Angular distribution measurements of energy spectra of protons emitted from hydrogen plasma focus

Abstract

The plasma focus is thought to be one of the most efficient pulsed neutron, X-ray and charged-particle beam sources. It is interesting phenomenon that high energy ions with an energy of more than one hundred times as large as the bank voltage are produced in plasma focus devices. The mechanism of the production of these ions, however, is not fully understood in spite of investigations from various points of view. Hence, the determination of ion beam characteristics is very important not only in understanding the mechanism of the production of high energy ions or neutrons, but also for their application. The characteristics of the ion beams produced in a Mather type plasma focus device were studied. The chamber was filled with hydrogen gas to 250∼350 Pa. The capacitor bank of 41.6 µF was charged to 30 kV to get a peak current of 550 kA. The distribution of ion current density was measured by a biased ion corrector. To evaluate the dependence of the angular distribution of ion energy spectrum on hydrogen gas pressure, the incident angle resolved energy spectrometer was used. The ion current density of 8 kA/cm2 with pulse duration of 60 ns was obtained at 110 mm downstream from the top of the anode on the axis.

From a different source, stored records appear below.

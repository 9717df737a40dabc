use crate::io::OutputWriter;
use crate::models::board::Board;
use crate::store::LeaderboardEntry;

pub struct BoardPresenter;

impl BoardPresenter {
    /// Render the board as text rows, one per board row plus borders.
    /// Cells are right-aligned to the widest value so columns line up.
    pub fn render(board: &Board) -> Vec<String> {
        let width = board.max_value().to_string().len().max(4);
        let border = format!(
            "+{}",
            std::iter::repeat(format!("{}+", "-".repeat(width + 2)))
                .take(board.size())
                .collect::<String>()
        );

        let mut lines = Vec::with_capacity(board.size() * 2 + 1);
        lines.push(border.clone());
        for row in board.grid() {
            let cells: String = row
                .iter()
                .map(|cell| match cell {
                    Some(value) => format!(" {:>width$} |", value, width = width),
                    None => format!(" {:>width$} |", ".", width = width),
                })
                .collect();
            lines.push(format!("|{}", cells));
            lines.push(border.clone());
        }
        lines
    }

    pub fn show_board(board: &Board, output: &mut dyn OutputWriter) {
        for line in Self::render(board) {
            output.writeln(&line);
        }
    }
}

pub struct ScorePresenter;

impl ScorePresenter {
    pub fn show_scores(current: u32, best: u32, output: &mut dyn OutputWriter) {
        output.writeln(&format!("SCORE {:>8}    BEST {:>8}", current, best));
    }

    pub fn show_victory(score: u32, win_value: u32, output: &mut dyn OutputWriter) {
        output.writeln("");
        output.writeln(&format!("*** YOU REACHED {} ***", win_value));
        output.writeln(&format!("SCORE: {}", score));
        output.writeln("ENTER C TO KEEP PLAYING OR N FOR A NEW GAME");
        output.writeln("");
    }

    pub fn show_game_over(score: u32, output: &mut dyn OutputWriter) {
        output.writeln("");
        output.writeln("*** GAME OVER ***");
        output.writeln(&format!("FINAL SCORE: {}", score));
        output.writeln("ENTER N TO TRY AGAIN OR Q TO QUIT");
        output.writeln("");
    }
}

pub struct LeaderboardPresenter;

impl LeaderboardPresenter {
    pub fn show_leaderboard(
        entries: &[LeaderboardEntry],
        current_user: Option<&str>,
        output: &mut dyn OutputWriter,
    ) {
        output.writeln("LEADERBOARD");
        if entries.is_empty() {
            output.writeln("  NO SCORES YET");
            return;
        }
        for entry in entries {
            let marker = if Some(entry.user.as_str()) == current_user { "*" } else { " " };
            output.writeln(&format!(
                "{}{:>3}. {:<20}{:>8}",
                marker, entry.rank, entry.display_name, entry.high_score
            ));
        }
    }
}
pub mod args;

Experimental results for the energy spectrum showed that the proton beam energy was distributed from 0.1 MeV to 2 MeV and that ions with energies lower than 300 keV were distributed widely over emission angles ranging from −80° to 90°, with higher-energy ions (> 1 MeV) being confined to emission angles of −20°∼30°. In addition, the ion energy and the track density were found to decrease rapidly with increasing emission angle.